- Founded: 22 November 1954
- Country: France
- Type: Army aviation
- Size: 339 aircraft (2014)
- Part of: French Army

Commanders
- Current commander: Général de division Bertrand Vallette d’Osia since 14 August 2019.

= French Army Light Aviation =

Army aviation service of the French Army

The French Army Light Aviation (Aviation légère de l’armée de Terre, ALAT (the army is officially called the 'Land Army' because the air force is officially called the 'Air Army')) is the Army aviation service of the French Army. ALAT was established on 22 November 1954 for observation, reconnaissance, assault and supply duties.

==History==
In 1912, the French military aviation was formally incorporated into the French Army, alongside the four longstanding divisions of the French Army, namely infantry, cavalry, artillery, and engineers. As such it played important role in WWI in support of the army : observation, artillery guidance, bombing and strafing, etc. but it also proved the air to be a battleground in itself, prompting the detachment of French Air Force from the army in 1934. After WWII, it was felt that, just like the navy, the army needed its own air branch, distinct from the air force, which led to ALAT's creation in 1954.

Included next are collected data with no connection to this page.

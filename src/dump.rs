use crate::model::RelationshipKind;
use crate::state::RenderGraph;
use serde::Serialize;
use std::fs::File;
use std::io::BufWriter;
use std::path::Path;

#[derive(Debug, Serialize)]
pub struct GraphDump {
    pub direction: String,
    pub nodes: Vec<NodeDump>,
    pub edges: Vec<EdgeDump>,
}

#[derive(Debug, Serialize)]
pub struct NodeDump {
    pub id: String,
    pub kind: String,
    pub label: String,
    pub x: f64,
    pub y: f64,
    pub width: f64,
    pub height: f64,
    pub source_side: String,
    pub target_side: String,
}

#[derive(Debug, Serialize)]
pub struct EdgeDump {
    pub id: String,
    pub source: String,
    pub target: String,
    pub kind: String,
    pub label: String,
    pub source_handle: Option<String>,
    pub target_handle: Option<String>,
    pub style: String,
    pub animated: bool,
}

impl GraphDump {
    pub fn from_graph(graph: &RenderGraph) -> Self {
        let nodes = graph
            .nodes
            .iter()
            .map(|node| NodeDump {
                id: node.id.clone(),
                kind: node.kind.class().to_string(),
                label: node.label.clone(),
                x: node.position.x,
                y: node.position.y,
                width: node.dimensions.width,
                height: node.dimensions.height,
                source_side: node.source_side.as_str().to_string(),
                target_side: node.target_side.as_str().to_string(),
            })
            .collect();

        let edges = graph
            .edges
            .iter()
            .map(|edge| EdgeDump {
                id: edge.id.clone(),
                source: edge.source_id.clone(),
                target: edge.target_id.clone(),
                kind: match edge.kind {
                    RelationshipKind::Structural => "structural".to_string(),
                    RelationshipKind::Communication => "communication".to_string(),
                },
                label: edge.label.clone(),
                source_handle: edge.source_handle.clone(),
                target_handle: edge.target_handle.clone(),
                style: edge.style.as_str().to_string(),
                animated: edge.animated,
            })
            .collect();

        GraphDump {
            direction: format!("{:?}", graph.direction),
            nodes,
            edges,
        }
    }
}

pub fn write_graph_dump(path: Option<&Path>, graph: &RenderGraph) -> anyhow::Result<()> {
    let dump = GraphDump::from_graph(graph);
    match path {
        Some(path) => {
            let file = File::create(path)?;
            let writer = BufWriter::new(file);
            serde_json::to_writer_pretty(writer, &dump)?;
        }
        None => {
            let stdout = std::io::stdout();
            serde_json::to_writer_pretty(stdout.lock(), &dump)?;
            println!();
        }
    }
    Ok(())
}
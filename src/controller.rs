use crate::config::{Config, LayoutPolicy};
use crate::gateway::{DiagramStore, StoreError};
use crate::model::{DiagramKind, Edge, EdgeStyle, Node, Position, SourceData};
use crate::snapshot::HandleBinding;
use crate::state::{LayoutState, RenderGraph};
use std::collections::BTreeSet;
use std::time::{Duration, Instant};

/// Outcome of the most recent persistence attempt. Failures never roll
/// back local state; this flag is the whole error surface.
#[derive(Debug, Clone, Copy, PartialEq, Eq, Default)]
pub enum SaveStatus {
    #[default]
    Idle,
    Saved,
    Error,
}

/// Translates user gestures into state mutations and schedules their
/// persistence. Component diagrams write through the per-row side
/// channels; everything else goes through the wholesale snapshot blob.
/// Snapshot writes are queue-of-one: scheduling a second save before the
/// first flush coalesces into a single PUT of the latest state.
pub struct DiagramSession {
    diagram_id: String,
    config: Config,
    state: LayoutState,
    store: Box<dyn DiagramStore>,
    status: SaveStatus,
    pending_nudges: Vec<(String, Instant)>,
    queued_snapshot: bool,
    current: RenderGraph,
}

impl DiagramSession {
    pub fn open(
        diagram_id: &str,
        store: Box<dyn DiagramStore>,
        config: Config,
        data: &SourceData,
    ) -> Result<Self, StoreError> {
        let doc = store.load(diagram_id)?;
        let state = LayoutState::hydrate(&doc);
        let current = state.recompute(data, &config);
        Ok(Self {
            diagram_id: diagram_id.to_string(),
            config,
            state,
            store,
            status: SaveStatus::Idle,
            pending_nudges: Vec::new(),
            queued_snapshot: false,
            current,
        })
    }

    pub fn state(&self) -> &LayoutState {
        &self.state
    }

    pub fn nodes(&self) -> &[Node] {
        &self.current.nodes
    }

    pub fn edges(&self) -> &[Edge] {
        &self.current.edges
    }

    pub fn graph(&self) -> &RenderGraph {
        &self.current
    }

    pub fn save_status(&self) -> SaveStatus {
        self.status
    }

    pub fn refresh(&mut self, data: &SourceData) {
        self.current = self.state.recompute(data, &self.config);
    }

    fn debounce(&self) -> Duration {
        Duration::from_millis(self.config.persistence.nudge_debounce_ms)
    }

    fn record(&mut self, result: Result<(), StoreError>) {
        match result {
            Ok(()) => {
                self.status = SaveStatus::Saved;
                if !self.queued_snapshot && self.pending_nudges.is_empty() {
                    self.state.mark_clean();
                }
            }
            Err(err) => {
                log::warn!("diagram {}: save failed: {err}", self.diagram_id);
                self.status = SaveStatus::Error;
            }
        }
    }

    fn persist_node_position(&mut self, node_id: &str) {
        let Some(position) = self.state.position(node_id) else {
            return;
        };
        match self.state.kind() {
            DiagramKind::Component => {
                let result = self.store.save_component_position(
                    &self.diagram_id,
                    node_id,
                    position.x.round() as i64,
                    position.y.round() as i64,
                );
                self.record(result);
            }
            _ => self.queued_snapshot = true,
        }
    }

    fn flush_snapshot(&mut self) {
        if !self.queued_snapshot {
            return;
        }
        self.queued_snapshot = false;
        let result = self
            .store
            .save_snapshot(&self.diagram_id, &self.state.snapshot());
        self.record(result);
    }

    /// Drag release: position is final, persist right away.
    pub fn drag_stopped(&mut self, node_id: &str, position: Position, data: &SourceData) {
        self.state.set_node_position(node_id, position);
        self.refresh(data);
        self.persist_node_position(node_id);
        self.flush_snapshot();
    }

    /// New user-drawn connection: local only, like the original gesture.
    /// The handles stick once the user reconnects or saves explicitly.
    pub fn edge_connected(&mut self, edge_id: &str, binding: HandleBinding, data: &SourceData) {
        self.state.set_edge_handles(edge_id, binding);
        self.refresh(data);
    }

    pub fn edge_reconnected(
        &mut self,
        edge_id: &str,
        source_id: &str,
        target_id: &str,
        binding: HandleBinding,
        data: &SourceData,
    ) {
        self.state.set_edge_handles(edge_id, binding.clone());
        self.refresh(data);
        match self.state.kind() {
            DiagramKind::Component => {
                let result =
                    self.store
                        .save_edge_handles(&self.diagram_id, source_id, target_id, &binding);
                self.record(result);
            }
            _ => {
                self.queued_snapshot = true;
                self.flush_snapshot();
            }
        }
    }

    pub fn area_changed(&mut self, area: &str, data: &SourceData) {
        self.state.set_area(area);
        self.refresh(data);
        self.queued_snapshot = true;
        self.flush_snapshot();
    }

    pub fn edge_style_changed(&mut self, style: EdgeStyle, data: &SourceData) {
        self.state.set_edge_style(style);
        self.refresh(data);
    }

    /// Visibility selection edit. Component diagrams mirror the selection
    /// into the membership rows (add at origin, remove on deselect);
    /// other diagrams persist the snapshot blob.
    pub fn selection_changed(&mut self, ids: Vec<String>, data: &SourceData) {
        let previous: BTreeSet<String> = self.state.selection().clone();
        let next: BTreeSet<String> = ids.iter().cloned().collect();
        self.state.set_selection(ids);
        self.refresh(data);

        match self.state.kind() {
            DiagramKind::Component => {
                let mut outcome = Ok(());
                for id in next.difference(&previous) {
                    if let Err(err) = self.store.save_component_position(&self.diagram_id, id, 0, 0)
                    {
                        log::warn!("diagram {}: adding {id} failed: {err}", self.diagram_id);
                        outcome = Err(err);
                    }
                }
                for id in previous.difference(&next) {
                    if let Err(err) = self.store.remove_component(&self.diagram_id, id) {
                        log::warn!("diagram {}: removing {id} failed: {err}", self.diagram_id);
                        outcome = Err(err);
                    }
                }
                match outcome {
                    Ok(()) => self.record(Ok(())),
                    Err(_) => self.status = SaveStatus::Error,
                }
            }
            _ => {
                self.queued_snapshot = true;
                self.flush_snapshot();
            }
        }
    }

    /// Keyboard nudge: the move lands locally at once, the write waits
    /// out the debounce window so rapid key repeats collapse into one
    /// save per node per burst.
    pub fn nudge(&mut self, node_id: &str, dx: f64, dy: f64, now: Instant, data: &SourceData) {
        let position = self
            .state
            .position(node_id)
            .or_else(|| {
                self.current
                    .nodes
                    .iter()
                    .find(|node| node.id == node_id)
                    .map(|node| node.position)
            })
            .unwrap_or_default();
        self.state
            .set_node_position(node_id, Position::new(position.x + dx, position.y + dy));
        self.refresh(data);

        let due = now + self.debounce();
        match self
            .pending_nudges
            .iter_mut()
            .find(|(id, _)| id == node_id)
        {
            Some(entry) => entry.1 = due,
            None => self.pending_nudges.push((node_id.to_string(), due)),
        }
    }

    /// Drive the debounce clock: persist every nudge whose window has
    /// elapsed, plus any queued snapshot.
    pub fn flush(&mut self, now: Instant) {
        let mut due = Vec::new();
        self.pending_nudges.retain(|(id, deadline)| {
            if *deadline <= now {
                due.push(id.clone());
                false
            } else {
                true
            }
        });
        for node_id in due {
            self.persist_node_position(&node_id);
        }
        self.flush_snapshot();
    }

    /// Explicit save action: snapshot the full current state.
    pub fn save(&mut self) {
        self.queued_snapshot = true;
        self.flush_snapshot();
    }

    /// Explicit re-layout: the one path allowed to move saved positions.
    pub fn relayout(&mut self, data: &SourceData) {
        let mut config = self.config.clone();
        config.layout.policy = LayoutPolicy::Always;
        let graph = self.state.recompute(data, &config);
        self.state.apply_layout_result(&graph);
        self.current = graph;
        self.queued_snapshot = true;
        self.flush_snapshot();
    }
}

Since it has participated in almost all French military engagements and humanitarian aid deployments: the French Indochina War, the Algerian War, the Persian Gulf War of 1990–91, the Lebanese conflict, the war in Chad, the independence of Djibouti, the War in Somalia, operations in Bosnia-Herzegovina, the Kosovo War, the Indonesian occupation of East Timor, the Opération Licorne in Côte d'Ivoire, the humanitarian response to the December 2004 Indian Ocean earthquake and tsunami, the War in Afghanistan, 2011 military intervention in Libya.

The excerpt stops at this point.